Microsoft said today that it will not sell facial recognition technology to police departments in the United States, at least until there is a federal law to regulate the technology.
Microsoft's president Brad Smith said any legislation on facial recognition should be firmly grounded in human rights.
"We need Congress to act, not just tech companies alone," Smith said at a virtual Washington Post event.
Some context: Microsoft's decision adds to the pressure on lawmakers to respond to the protests focusing on racial injustice and police brutality. Studies have shown that commercial facial recognition algorithms frequently misidentify minorities and people of color.
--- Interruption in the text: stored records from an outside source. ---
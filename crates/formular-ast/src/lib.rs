//! Formula AST definitions
//!
//! A formula string classifies into one of three evaluation strategies,
//! represented here as a tagged [`Formula`] variant:
//!
//! - **Direct**: an arithmetic/string expression over `Type.attribute`
//!   tokens, parsed once into an [`Expression`] tree and evaluated per
//!   matching entity
//! - **Path aggregation**: `FN(Parent.Child.left * Parent.Child.….right)`,
//!   reducing products gathered along a relationship chain
//! - **Reference aggregation**: `FN(Parent.Child.left * @ref.right)`,
//!   reducing products gathered through an id-valued reference attribute
//!
//! The AST is produced by `formular-parser` and consumed by
//! `formular-eval`; it carries no evaluation logic of its own.

pub mod expression;
pub mod formula;

pub use expression::{
    AttributeToken, BinaryExpr, BinaryOp, CallExpr, Expression, Literal, UnaryExpr, UnaryOp,
};
pub use formula::{AggregateFn, Formula, PathAggregation, ReferenceAggregation};
//! Entities and typed attribute values

use std::fmt;
use std::str::FromStr;

use rust_decimal::Decimal;
use serde::{Deserialize, Serialize};

use crate::error::ModelError;

/// Declared attribute type on the wire
#[derive(Debug, Clone, Copy, PartialEq, Eq, Serialize, Deserialize)]
#[serde(rename_all = "lowercase")]
pub enum AttributeKind {
    /// Numeric value (integer or decimal, decided by the raw text)
    Number,
    /// Plain text value
    String,
}

/// A typed key/value fact attached to an entity
///
/// Values arrive as strings; [`Attribute::typed_value`] performs the explicit
/// conversion dictated by the declared kind.
#[derive(Debug, Clone, PartialEq, Eq, Serialize, Deserialize)]
pub struct Attribute {
    pub key: String,
    pub value: String,
    #[serde(rename = "type")]
    pub kind: AttributeKind,
}

impl Attribute {
    /// Create a numeric attribute
    pub fn number(key: impl Into<String>, value: impl Into<String>) -> Self {
        Self {
            key: key.into(),
            value: value.into(),
            kind: AttributeKind::Number,
        }
    }

    /// Create a text attribute
    pub fn text(key: impl Into<String>, value: impl Into<String>) -> Self {
        Self {
            key: key.into(),
            value: value.into(),
            kind: AttributeKind::String,
        }
    }

    /// Convert the raw value according to the declared kind
    ///
    /// Numbers parse to [`AttributeValue::Integer`] when the raw text has no
    /// decimal point and to [`AttributeValue::Decimal`] otherwise. Text never
    /// fails.
    pub fn typed_value(&self) -> Result<AttributeValue, ModelError> {
        match self.kind {
            AttributeKind::String => Ok(AttributeValue::Text(self.value.clone())),
            AttributeKind::Number => {
                let raw = self.value.trim();
                if raw.contains('.') {
                    Decimal::from_str(raw)
                        .map(AttributeValue::Decimal)
                        .map_err(|_| ModelError::invalid_number(&self.key, &self.value))
                } else {
                    raw.parse::<i64>()
                        .map(AttributeValue::Integer)
                        .map_err(|_| ModelError::invalid_number(&self.key, &self.value))
                }
            }
        }
    }
}

/// A converted attribute value
#[derive(Debug, Clone, PartialEq)]
pub enum AttributeValue {
    Integer(i64),
    Decimal(Decimal),
    Text(String),
}

impl AttributeValue {
    /// Numeric view of the value, if there is one
    ///
    /// Text coerces when it parses as a number; this is the single numeric
    /// coercion point used by the aggregation paths.
    pub fn as_decimal(&self) -> Option<Decimal> {
        match self {
            Self::Integer(i) => Some(Decimal::from(*i)),
            Self::Decimal(d) => Some(*d),
            Self::Text(s) => Decimal::from_str(s.trim()).ok(),
        }
    }

    /// Text view of the value, if it is text
    pub fn as_text(&self) -> Option<&str> {
        match self {
            Self::Text(s) => Some(s),
            _ => None,
        }
    }
}

impl fmt::Display for AttributeValue {
    fn fmt(&self, f: &mut fmt::Formatter<'_>) -> fmt::Result {
        match self {
            Self::Integer(i) => write!(f, "{i}"),
            Self::Decimal(d) => write!(f, "{d}"),
            Self::Text(s) => write!(f, "{s}"),
        }
    }
}

/// A typed, attributed node in the business graph
///
/// An entity may carry multiple type tags. Attribute keys need not be
/// unique; lookup returns the first match in declaration order.
#[derive(Debug, Clone, PartialEq, Serialize, Deserialize)]
pub struct Entity {
    pub id: String,
    pub entity_type: Vec<String>,
    #[serde(default)]
    pub attributes: Vec<Attribute>,
}

impl Entity {
    /// Create an entity with a single type tag and no attributes
    pub fn new(id: impl Into<String>, entity_type: impl Into<String>) -> Self {
        Self {
            id: id.into(),
            entity_type: vec![entity_type.into()],
            attributes: Vec::new(),
        }
    }

    /// Add an attribute (builder style)
    pub fn with_attribute(mut self, attribute: Attribute) -> Self {
        self.attributes.push(attribute);
        self
    }

    /// Whether this entity carries the given type tag
    pub fn has_type(&self, tag: &str) -> bool {
        self.entity_type.iter().any(|t| t == tag)
    }

    /// First attribute with the given key
    pub fn attribute(&self, key: &str) -> Result<&Attribute, ModelError> {
        self.attributes
            .iter()
            .find(|a| a.key == key)
            .ok_or_else(|| ModelError::attribute_not_found(&self.id, key))
    }

    /// Typed value of the first attribute with the given key
    pub fn attribute_value(&self, key: &str) -> Result<AttributeValue, ModelError> {
        self.attribute(key)?.typed_value()
    }
}
//! Formula evaluation engine
//!
//! This crate evaluates classified formulas against a request-scoped entity
//! store:
//!
//! - **Direct formulas**: the expression tree is bound to one entity's
//!   attribute values and evaluated, one result per matching entity
//! - **Path aggregation**: products gathered along a parent → child (→
//!   deeper) relationship chain, reduced with SUM/AVG/COUNT/MAX/MIN
//! - **Reference aggregation**: products gathered through an id-valued
//!   reference attribute, reduced per parent
//! - **Cascade pass**: a second, dependent pass that reads the collector's
//!   accumulated aggregation outputs to compute a derived total per
//!   aggregator entity
//!
//! # Example
//!
//! ```
//! use formular_eval::FormulaProcessor;
//! use formular_model::{Attribute, Entity};
//!
//! let entities = vec![Entity::new("P1", "Produto")
//!     .with_attribute(Attribute::number("preco", "10.5"))
//!     .with_attribute(Attribute::number("qtd", "3"))];
//! let processor = FormulaProcessor::new(entities).unwrap();
//! let output = processor.process(&["Produto.preco * Produto.qtd".to_string()]);
//! assert!(output.direct_results[0].success);
//! ```
//!
//! # Failure model
//!
//! Per-entity problems (missing attributes, type mismatches, division by
//! zero, unknown names) become failed results and never abort the run; the
//! only fatal error is a duplicate entity id at store construction.

pub mod aggregate;
pub mod cascade;
pub mod collector;
pub mod engine;
pub mod error;
pub mod processor;
pub mod registry;
pub mod value;

pub use cascade::{CascadeRule, CASCADE_MARKER};
pub use collector::{ComputedAttribute, EntityView, FormulaResult, ResultCollector, ResultValue};
pub use engine::{Bindings, ExpressionEngine};
pub use error::{EvalError, EvalResult};
pub use processor::{FormulaProcessor, RunOutput};
pub use registry::FunctionRegistry;
pub use value::Value;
Technology companies have rapidly expanded their partnerships with law enforcement agencies in recent years, providing them with sophisticated surveillance tools that have raised concerns about citizen privacy and discrimination.
Amazon's Ring subsidiary, for instance, has partnerships with more than 1,300 police forces in the US. The company said Wednesday that it will put a one-year hold on sales of its facial recognition technology to law enforcement.
Earlier this week, IBM said in a letter to Congress that it will no longer sell general purpose facial recognition services, and said in a separate statement that it would no longer invest in research and development of the technology.
Civil liberties advocates welcomed Microsoft's announcement, but called for more.
"We also urge these companies to work to forever shut the door on America's sordid chapter of over-policing of Black and Brown communities, including the surveillance technologies that disproportionately harm them," said Matt Cagle, an attorney with the American Civil Liberties Union of Northern California.